• **WHAT YOU SHOULD DO**: What lines below contain the word "struct"? Please pull each one out.

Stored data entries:

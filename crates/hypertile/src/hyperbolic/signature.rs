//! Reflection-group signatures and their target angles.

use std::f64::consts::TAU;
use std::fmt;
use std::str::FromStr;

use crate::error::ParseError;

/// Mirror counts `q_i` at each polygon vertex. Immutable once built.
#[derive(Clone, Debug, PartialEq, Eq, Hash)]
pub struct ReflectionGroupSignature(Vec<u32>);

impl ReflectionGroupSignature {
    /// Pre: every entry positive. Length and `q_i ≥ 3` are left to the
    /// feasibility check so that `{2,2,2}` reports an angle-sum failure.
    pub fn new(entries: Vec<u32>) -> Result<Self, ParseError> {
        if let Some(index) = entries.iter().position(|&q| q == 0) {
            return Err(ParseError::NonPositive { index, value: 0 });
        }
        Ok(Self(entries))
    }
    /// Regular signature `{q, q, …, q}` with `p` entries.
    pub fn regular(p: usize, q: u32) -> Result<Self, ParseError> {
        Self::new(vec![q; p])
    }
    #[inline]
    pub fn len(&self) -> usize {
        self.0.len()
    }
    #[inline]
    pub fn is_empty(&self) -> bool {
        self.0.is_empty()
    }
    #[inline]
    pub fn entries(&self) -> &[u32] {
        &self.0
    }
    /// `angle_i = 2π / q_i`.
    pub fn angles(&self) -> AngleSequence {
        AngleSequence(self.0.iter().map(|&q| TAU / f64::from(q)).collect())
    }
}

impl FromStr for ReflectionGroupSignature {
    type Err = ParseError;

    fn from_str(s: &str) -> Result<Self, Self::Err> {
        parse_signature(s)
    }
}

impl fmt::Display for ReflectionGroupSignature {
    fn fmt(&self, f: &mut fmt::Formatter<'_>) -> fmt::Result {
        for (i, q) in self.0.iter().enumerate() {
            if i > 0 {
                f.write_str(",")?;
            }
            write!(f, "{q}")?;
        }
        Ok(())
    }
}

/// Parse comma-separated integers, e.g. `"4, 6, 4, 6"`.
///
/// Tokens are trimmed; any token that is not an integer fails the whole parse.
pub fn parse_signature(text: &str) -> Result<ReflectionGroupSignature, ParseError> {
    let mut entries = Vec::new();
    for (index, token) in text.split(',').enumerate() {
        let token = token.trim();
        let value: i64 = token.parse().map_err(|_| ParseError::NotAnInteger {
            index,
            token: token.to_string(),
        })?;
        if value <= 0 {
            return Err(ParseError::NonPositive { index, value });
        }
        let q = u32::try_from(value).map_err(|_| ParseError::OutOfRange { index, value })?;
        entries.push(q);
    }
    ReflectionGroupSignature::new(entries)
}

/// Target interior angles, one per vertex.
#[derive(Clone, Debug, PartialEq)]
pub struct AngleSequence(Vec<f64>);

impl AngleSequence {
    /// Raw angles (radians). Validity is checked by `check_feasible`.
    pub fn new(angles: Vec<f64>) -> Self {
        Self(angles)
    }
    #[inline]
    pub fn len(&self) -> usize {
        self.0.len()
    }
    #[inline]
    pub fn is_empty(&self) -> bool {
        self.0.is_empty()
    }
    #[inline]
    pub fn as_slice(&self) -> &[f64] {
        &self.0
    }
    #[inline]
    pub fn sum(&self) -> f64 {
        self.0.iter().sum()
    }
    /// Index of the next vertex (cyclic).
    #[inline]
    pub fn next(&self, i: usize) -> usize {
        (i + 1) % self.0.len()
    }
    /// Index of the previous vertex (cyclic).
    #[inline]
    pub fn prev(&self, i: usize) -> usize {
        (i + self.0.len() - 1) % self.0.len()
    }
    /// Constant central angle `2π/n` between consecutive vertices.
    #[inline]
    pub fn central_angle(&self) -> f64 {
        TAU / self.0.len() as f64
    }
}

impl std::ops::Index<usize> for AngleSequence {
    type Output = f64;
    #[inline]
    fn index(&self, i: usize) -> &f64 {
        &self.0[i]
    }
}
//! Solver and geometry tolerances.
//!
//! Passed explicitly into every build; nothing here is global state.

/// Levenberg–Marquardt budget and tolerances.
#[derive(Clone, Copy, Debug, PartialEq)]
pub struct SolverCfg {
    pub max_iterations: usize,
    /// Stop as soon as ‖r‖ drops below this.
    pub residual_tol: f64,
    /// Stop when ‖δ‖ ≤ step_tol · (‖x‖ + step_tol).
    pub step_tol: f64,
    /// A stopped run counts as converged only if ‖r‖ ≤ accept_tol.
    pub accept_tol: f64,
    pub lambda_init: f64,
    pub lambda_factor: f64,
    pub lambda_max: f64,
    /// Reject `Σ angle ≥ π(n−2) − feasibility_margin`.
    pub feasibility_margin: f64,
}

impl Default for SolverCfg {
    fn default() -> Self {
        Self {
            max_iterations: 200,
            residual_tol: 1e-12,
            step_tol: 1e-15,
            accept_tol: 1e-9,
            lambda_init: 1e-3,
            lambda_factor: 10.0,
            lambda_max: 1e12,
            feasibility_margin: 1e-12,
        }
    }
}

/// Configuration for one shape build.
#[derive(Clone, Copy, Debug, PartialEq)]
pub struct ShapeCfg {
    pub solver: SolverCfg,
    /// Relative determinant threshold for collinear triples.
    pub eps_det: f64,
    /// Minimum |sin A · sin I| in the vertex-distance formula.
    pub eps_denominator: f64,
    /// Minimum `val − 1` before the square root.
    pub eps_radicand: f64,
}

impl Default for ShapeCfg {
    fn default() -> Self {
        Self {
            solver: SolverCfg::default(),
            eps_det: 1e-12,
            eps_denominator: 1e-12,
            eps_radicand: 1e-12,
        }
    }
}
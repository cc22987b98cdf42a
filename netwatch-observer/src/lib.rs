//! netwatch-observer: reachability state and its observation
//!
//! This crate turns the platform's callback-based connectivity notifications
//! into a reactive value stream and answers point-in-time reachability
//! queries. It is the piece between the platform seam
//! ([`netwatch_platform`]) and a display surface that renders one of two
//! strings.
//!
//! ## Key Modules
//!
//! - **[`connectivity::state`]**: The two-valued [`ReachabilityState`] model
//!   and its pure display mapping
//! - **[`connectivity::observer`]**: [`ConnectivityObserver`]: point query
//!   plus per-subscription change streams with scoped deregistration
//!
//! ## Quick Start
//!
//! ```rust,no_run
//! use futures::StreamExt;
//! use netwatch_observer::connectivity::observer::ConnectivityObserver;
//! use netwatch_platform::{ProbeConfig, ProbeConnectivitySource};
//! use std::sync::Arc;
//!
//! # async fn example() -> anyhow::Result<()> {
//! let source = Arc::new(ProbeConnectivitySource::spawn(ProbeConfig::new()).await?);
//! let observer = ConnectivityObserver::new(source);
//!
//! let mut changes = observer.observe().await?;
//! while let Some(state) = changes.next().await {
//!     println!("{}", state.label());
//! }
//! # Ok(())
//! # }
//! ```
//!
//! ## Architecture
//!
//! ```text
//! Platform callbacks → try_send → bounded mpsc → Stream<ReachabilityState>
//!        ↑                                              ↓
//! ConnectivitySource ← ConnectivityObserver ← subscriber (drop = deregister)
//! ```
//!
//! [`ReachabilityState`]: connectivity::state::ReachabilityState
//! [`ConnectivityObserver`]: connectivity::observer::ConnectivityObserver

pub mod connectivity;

• **ANSWER SPACE**:
pub struct ReflectionGroupSignature(Vec<u32>);
pub struct AngleSequence(Vec<f64>);
pub struct SolverCfg {
pub struct ShapeCfg {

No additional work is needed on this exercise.